A good haircut can be transformational. For the young boys who spend their evenings at O’Neil’s Barber and Beauty Shop the first Monday of each month, each haircut yields more than just a style change.
Those evenings the owner of O’Neil’s, 36-year-old O’Neil Curtis, opens his doors on his day off as part of Line 4 Line, a literacy and arts education program connecting underserved two to 13-year-old boys with male role models.
The program, founded in 2014 as a subsection of the LSU Museum of Art’s Neighborhood Arts Project, is now an independent nonprofit operated by Curtis. The organization developed when Curtis and then-Museum of Art education curator Lucy Perera realized students in underserved Baton Rouge communities were performing below average in reading.
Perera and the Museum of Art had already formed relationships with the community through NAP and recognized there was an opportunity to further serve, said Museum of Art communications coordinator Brandi Simmons. Perera based the program on popular Barbershop Literacy Project events across the country and a partnership was born, she said.
The program exploded in popularity quickly after the inaugural event.
At each event, boys are offered a free haircut, during which they chat with Curtis and three or four of his barbers who provide mentorship to the children. While talking, they’ll also read a book to build their reading comprehension and pronunciation skills.
Before and after the haircut, the boys enjoy catered snacks, play basketball outside O’Neil’s shop and participate in art projects with volunteers from the Museum of Art, Curtis said.
Reading is a foundational subject and sets kids up for success in other areas. When they’re performing well in reading, it makes it easier for the other subjects to fall in line, he said.
Curtis said his goal is to make reading a fun experience and dispel ideas that intellectual growth isn’t cool.
“That’s the problem kids are having today. When they’re young nobody wants to be labelled as smart. Everybody wants to hide that, so we try to make it fun for them. It’s all right to be smart. It’s all right to take honors classes and challenge yourself,” Curtis said.

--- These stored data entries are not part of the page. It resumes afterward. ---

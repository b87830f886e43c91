/*! Integration tests for Vitrina.
 *
 * This test suite is organized as a single integration test binary
 * following the pattern described by matklad in
 * https://matklad.github.io/2021/02/27/delete-cargo-integration-tests.html
 *
 * The module structure mirrors the main library structure:
 * - backend: Tests for the Backend traits and their implementations
 * - reconcile: End-to-end reordering and deletion against a real store
 * - api: The REST API and the HttpStore client talking to it
 */

use tracing_subscriber::EnvFilter;

#[ctor::ctor]
fn init_test_tracing() {
    let _ = tracing_subscriber::fmt()
        .with_env_filter(
            EnvFilter::from_default_env().add_directive("vitrina=info".parse().unwrap()),
        )
        .with_test_writer()
        .try_init();
}

mod helpers;
mod reconcile;
//! The `home_items` schema, portable between SQLite and PostgreSQL.

use crate::Result;
use crate::backend::BackendError;

use super::SqlxBackend;

/// Version recorded in `schema_version` when a database is first initialized.
pub const SCHEMA_VERSION: i64 = 1;

pub const CREATE_TABLES: &[&str] = &[
    "CREATE TABLE IF NOT EXISTS schema_version (
        version BIGINT PRIMARY KEY
    )",
    // Both collections share one table, told apart by scope.
    // `position` holds the display order; ORDER is reserved in both dialects.
    // Slides use the title/image columns, featured products use product_id.
    "CREATE TABLE IF NOT EXISTS home_items (
        id BIGINT PRIMARY KEY NOT NULL,
        scope TEXT NOT NULL,
        position BIGINT NOT NULL,
        active BIGINT NOT NULL DEFAULT 1,
        title TEXT,
        image_url TEXT,
        image_mobile_url TEXT,
        product_id BIGINT
    )",
];

pub const CREATE_INDEXES: &[&str] =
    &["CREATE INDEX IF NOT EXISTS idx_home_items_scope ON home_items(scope, position)"];

/// Create the tables and indexes that don't exist yet.
///
/// A database that already carries a version row keeps it untouched.
pub async fn initialize(backend: &SqlxBackend) -> Result<()> {
    let pool = backend.pool();

    for statement in CREATE_TABLES.iter().chain(CREATE_INDEXES) {
        sqlx::query(statement)
            .execute(pool)
            .await
            .map_err(|e| BackendError::SqlxError {
                reason: format!("Schema creation failed: {e} - SQL: {statement}"),
                source: Some(e),
            })?;
    }

    let row: Option<(i64,)> = sqlx::query_as("SELECT version FROM schema_version")
        .fetch_optional(pool)
        .await
        .map_err(|e| BackendError::SqlxError {
            reason: format!("Failed to check schema version: {e}"),
            source: Some(e),
        })?;

    match row {
        Some((version,)) => {
            tracing::debug!(version, "Schema already initialized");
        }
        None => {
            sqlx::query("INSERT INTO schema_version (version) VALUES ($1)")
                .bind(SCHEMA_VERSION)
                .execute(pool)
                .await
                .map_err(|e| BackendError::SqlxError {
                    reason: format!("Failed to initialize schema version: {e}"),
                    source: Some(e),
                })?;
        }
    }

    Ok(())
}
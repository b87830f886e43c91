//! Serve command - runs the Vitrina REST API server.

use tokio::signal::unix::{SignalKind, signal};

use vitrina::api::ApiServer;

use crate::backend::{create_backend, json_path, save_if_in_memory};
use crate::cli::ServeArgs;

/// Run the Vitrina server
pub async fn run(args: &ServeArgs) -> Result<(), Box<dyn std::error::Error>> {
    let backend = create_backend(&args.backend_config).await?;

    let server = ApiServer::start(&format!("{}:{}", args.host, args.port), backend.clone()).await?;

    println!(
        "Vitrina Server starting on http://localhost:{}",
        server.local_addr().port()
    );
    println!();
    println!("Available endpoints:");
    println!("  GET    /health                                - Health check");
    println!("  GET    /api/home/{{scope}}                      - Public homepage items");
    println!("  GET    /api/admin/home/{{scope}}                - All items, in order");
    println!("  POST   /api/admin/home/{{scope}}                - Create an item");
    println!("  PUT    /api/admin/home/{{scope}}/order          - Bulk order update");
    println!("  PUT    /api/admin/home/{{scope}}/{{id}}           - Edit an item");
    println!("  DELETE /api/admin/home/{{scope}}/{{id}}           - Delete an item or one image");
    println!("  PATCH  /api/admin/home/{{scope}}/{{id}}/toggle    - Show or hide an item");
    println!();
    println!("Press Ctrl+C to shutdown");

    let mut sigterm = signal(SignalKind::terminate())?;
    let mut sigint = signal(SignalKind::interrupt())?;
    tokio::select! {
        _ = sigterm.recv() => tracing::info!("Received SIGTERM, initiating graceful shutdown..."),
        _ = sigint.recv() => tracing::info!("Received SIGINT, initiating graceful shutdown..."),
    }

    server.shutdown().await?;

    // Only the in-memory backend needs an explicit save
    let json_path = json_path(&args.backend_config);
    match save_if_in_memory(backend.as_ref(), &json_path).await {
        Ok(true) => println!("\nDatabase saved successfully"),
        Ok(false) => {}
        Err(e) => {
            tracing::error!("Failed to save database: {e:?}");
            eprintln!("Failed to save database: {e:?}");
        }
    }

    println!("Server shut down");
    Ok(())
}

To increase the boys’ connection to the readings, the program focuses on books that feature African-American history and African-American characters, Simmons said. The theme of representation and timeliness also carries into the art projects the Museum selects, which typically reflect things happening in the community or at the museum, she said.
Arts education, like reading, is a tool that helps children bridge the gap between different subjects, said Museum of Art education curator Rebecca Franzella. Art helps children recognize relationships between the past and present, develop empathy and constructively channel their emotions, she said.
“Art can help them see that the world is much bigger than anything they might be struggling with in their lives,” Franzella said.
Using art to serve the community is a core tenant of the museum’s mission. Making the children comfortable both with art and the museum opens them to more resources in the future and increases their success in school, Simmons said.
Oftentimes the best way to offer this service is to meet the community members where they are, she said. Museums can have a reputation for being stuffy and elitist, but the Museum of Art’s goal is to have more community involvement with the museum and its future.
Though the museum belongs to the community, visiting the downtown location can either be unachievable or intimidating. Going into the community to discuss and make art helps break down barriers and dispel misgivings about art, Simmons said.
When the University and its various branches come into the neighborhood, the children take note, Curtis said.
“LSU plays a big part in the city, just like Southern,” he said. “My big thing is when everybody works together we can make things happen. We don’t have to be divided by this school and that school. [The children] think LSU won’t come in the minority neighborhoods or something like that, but we can work all together for one cause.”
For Curtis, there’s no better cause than helping the neighborhood children. He said it feels like a calling and children have always taken to him naturally.
He uses his natural rapport with the area children to get them to open up about their grades, behavioral problems in school and other things they’re struggling with. Sometimes they open up to Curtis when they won’t talk to their parents, he said.
He often receives calls from parents asking him to set their children straight when their grades are sliding. Having a successful male mentor outside of their immediate family adds weight to directives to work hard in school and stay out of trouble, especially for children in single-parent households, he said.
Curtis said he wants to expand the program’s reach to serve more area children.
In 2016, Curtis and several of his barbers broadened the program to include visits to East Baton Rouge elementary schools. The groups goes zip code by zip code and selects schools with low reading scores, setting up a portable barber shop in the auditorium with free haircuts and books once a month, he said.
His next plan involves taking the program into more barber shops. It’s a tricky business, because not everyone is naturally good with children and you
need men who are enthusiastic and invested for the long haul. Curtis said he’s talking with two childhood friends who share his vision and own barber shops in the city, and hopes to use donations to the nonprofit to expand to their locations soon.
Finally, he wants to expand the nonprofit to include programming for young girls. Curtis said his 10-year-old daughter, O’Nya, wants to participate and he wants to provide other girls like her opportunities to achieve better literacy skills.
It’s funny, he said, because his journey with literacy and the University began when he enrolled O’Nya in University reading programs as a toddler. Now it’s like they’ve come full circle since then.
“I guess it was just meant for me to do this,” Curtis said.